Juicy Conspiracy Theory Time

Conspiracy theories are fun, easy and, apparently, politically effective. It was great to question Obama’s birth certificate. If I recall correctly, at one time about 20% of Americans actually believed he was a Kenyan, not a US citizen. That was a hoot. we're still waiting for our president to release the evidence his hired detectives found that proves Obama was and still is a Kenyan.

And of course there’s the delightful Pizzagate child sex-trafficking conspiracy by Hillary and other allegedly demented democrats. One yahoo even showed up at the pizza parlor with a gun to free the innocent little children chained to the wall in the basement. There was much righteous outrage and entertainment all around. Darned slippery Hillary. She got away once again. Drat, foiled again. Call out the FBI for yet another investigation (not a witch hunt)! I'm sure someone left fingerprints in the pepperoni.


This election is going to be fun
The New York Times is reporting on a newly hatched conspiracy theory that first surfaced on January 10 of this year. The NYT writes:

“WASHINGTON — The first version of the conspiracy theory was hatched on Twitter last Friday, Jan. 10. 
Don’t rule out that the reason Pelosi hasn’t sent impeachment to the Senate is to hurt Warren and Sanders, and to help Biden,” Ari Fleischer, a former White House press secretary for President George W. Bush, tapped out on his iPad. “By timing the trial so it takes place during the Iowa lead-up, she has leverage over the liberals.” Mr.
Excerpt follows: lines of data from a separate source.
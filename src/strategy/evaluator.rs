use super::{default_strategies, IndicatorStrategy};
use crate::backtest::run_backtest;
use crate::models::{PriceSeries, Signal, SignalResult};

/// Runs the registered strategy set against one token's series
pub struct StrategyEvaluator {
    strategies: Vec<Box<dyn IndicatorStrategy>>,
}

impl StrategyEvaluator {
    pub fn new(strategies: Vec<Box<dyn IndicatorStrategy>>) -> Self {
        Self { strategies }
    }

    pub fn with_default_strategies() -> Self {
        Self::new(default_strategies())
    }

    pub fn strategies(&self) -> &[Box<dyn IndicatorStrategy>] {
        &self.strategies
    }

    /// One result per strategy that had enough history.
    ///
    /// Skipped strategies are absent from the output, so they drop out of
    /// the consensus denominator.
    pub fn evaluate_all(&self, token_address: &str, series: &PriceSeries) -> Vec<SignalResult> {
        self.evaluate(token_address, series, false)
    }

    /// Same as `evaluate_all` with a forward-walk backtest attached to each result
    pub fn evaluate_with_backtest(
        &self,
        token_address: &str,
        series: &PriceSeries,
    ) -> Vec<SignalResult> {
        self.evaluate(token_address, series, true)
    }

    fn evaluate(&self, token_address: &str, series: &PriceSeries, backtest: bool) -> Vec<SignalResult> {
        let mut results = Vec::with_capacity(self.strategies.len());

        for strategy in &self.strategies {
            if series.len() < strategy.min_samples() {
                tracing::debug!(
                    "{}: skipping {} ({} samples, needs {})",
                    token_address,
                    strategy.name(),
                    series.len(),
                    strategy.min_samples()
                );
                continue;
            }

            let Some(signal) = strategy.generate_signal(&series.samples) else {
                tracing::debug!("{}: {} produced no signal", token_address, strategy.name());
                continue;
            };

            let backtest = backtest.then(|| run_backtest(strategy.as_ref(), &series.samples).summary());

            results.push(SignalResult {
                strategy_name: strategy.name().to_string(),
                category: strategy.category(),
                should_buy: signal == Signal::Buy,
                should_sell: signal == Signal::Sell,
                backtest,
            });
        }

        tracing::debug!(
            "{}: {}/{} strategies evaluated",
            token_address,
            results.len(),
            self.strategies.len()
        );

        results
    }
}

impl Default for StrategyEvaluator {
    fn default() -> Self {
        Self::with_default_strategies()
    }
}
Fleischer’s message was retweeted 1,400 times. 
Seven days later, Mr. Fleischer’s theory that Speaker Nancy Pelosi was attempting to influence the Democratic primary — for which there is no evidence — was being promulgated by President Trump.”
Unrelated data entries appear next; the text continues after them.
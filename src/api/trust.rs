use super::TrustEvaluator;
use crate::error::ServiceError;
use async_trait::async_trait;
use std::collections::HashSet;

/// Never flags anything
#[derive(Debug, Default, Clone)]
pub struct NoTrustSignal;

#[async_trait]
impl TrustEvaluator for NoTrustSignal {
    async fn is_compromised(&self, _token_address: &str) -> Result<bool, ServiceError> {
        Ok(false)
    }
}

/// Flags tokens from a configured deny list
#[derive(Debug, Default, Clone)]
pub struct DenyListTrust {
    denied: HashSet<String>,
}

impl DenyListTrust {
    pub fn new(tokens: impl IntoIterator<Item = String>) -> Self {
        Self {
            denied: tokens.into_iter().collect(),
        }
    }
}

#[async_trait]
impl TrustEvaluator for DenyListTrust {
    async fn is_compromised(&self, token_address: &str) -> Result<bool, ServiceError> {
        Ok(self.denied.contains(token_address))
    }
}

#[cfg(test)]
mod tests {
    use super::*;

    #[tokio::test]
    async fn test_deny_list() {
        let trust = DenyListTrust::new(vec!["RUG".to_string()]);
        assert!(trust.is_compromised("RUG").await.unwrap());
        assert!(!trust.is_compromised("GOOD").await.unwrap());
        assert!(!NoTrustSignal.is_compromised("RUG").await.unwrap());
    }
}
(dark, brooding mood music in background) 
Trump’s Entire Worldview Is a Nut Job Conspiracy Theory 
Why is everybody always picking on me?



My conspiracy theory
Speaking of fun conspiracy theories, I hatched one of my own a few weeks ago regarding the killing of the Iranian general in Iraq by a US drone strike. Since I first outed the evil conspiracy on Jan.3 on my juggernaughty whopper of a blog, I've seen it repeated twice on, ALL RISE!, cable news, BE SEATED!

Anyway, my conspiracy theory went like this: The president ordered the US military to kill the Iranian general when they did to deflect public attention away from damaging impeachment-related documents that came from two different federal court document releases. The logic is simple: The president (and the Russians) love to deflect public attention from bad news, so they do and say things that deflect the press and public attention to soften the impact of bad news on the president.
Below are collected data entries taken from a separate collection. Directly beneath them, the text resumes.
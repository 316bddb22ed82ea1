use super::{
    signals::{analyze_market_conditions, SignalConfig},
    IndicatorStrategy,
};
use crate::models::{PriceSample, Signal, StrategyCategory};

/// Momentum-based swing strategy
///
/// Combines several confirmations into one vote:
/// - RSI for overbought/oversold conditions
/// - Moving average crossovers for trend direction
/// - Volume analysis for confirmation
/// - Flash-crash entries on capitulation volume
#[derive(Debug, Clone)]
pub struct MomentumStrategy {
    config: SignalConfig,
}

impl MomentumStrategy {
    pub fn new(config: SignalConfig) -> Self {
        Self { config }
    }
}

impl Default for MomentumStrategy {
    fn default() -> Self {
        Self::new(SignalConfig::default())
    }
}

impl IndicatorStrategy for MomentumStrategy {
    fn name(&self) -> &str {
        "momentum"
    }

    fn category(&self) -> StrategyCategory {
        StrategyCategory::Momentum
    }

    fn min_samples(&self) -> usize {
        // Longest indicator (long MA) plus a buffer
        self.config.long_ma_period + 5
    }

    fn generate_signal(&self, samples: &[PriceSample]) -> Option<Signal> {
        if samples.len() < self.min_samples() {
            return None;
        }

        let prices: Vec<f64> = samples.iter().map(|s| s.price).collect();
        let volumes: Vec<f64> = samples.iter().map(|s| s.volume).collect();

        analyze_market_conditions(&prices, &volumes, &self.config)
    }
}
See, that's got more fact and logic in it than the Kenyan citizen conspiracy nuttery, or the amazingly wonderful Pizzagate, or even Ari Fleischer’s brand new and fully unhinged Pelosi-is-shafting-Warren-and-Sandersgate.

So, there you have it conspiracy theory fans. Conservative conspiracy theories tend to be unhinged, i.e., untethered to reality, facts and logic. By contrast, my conspiracy theories tend to be hinged, i.e., tethered to reality, facts and logic.

(sound of bell ringing)

OK class, recess time. Go out and play nice.

And, HEY class, I wrote this, not Snowflake. BTW, I'm Germaine.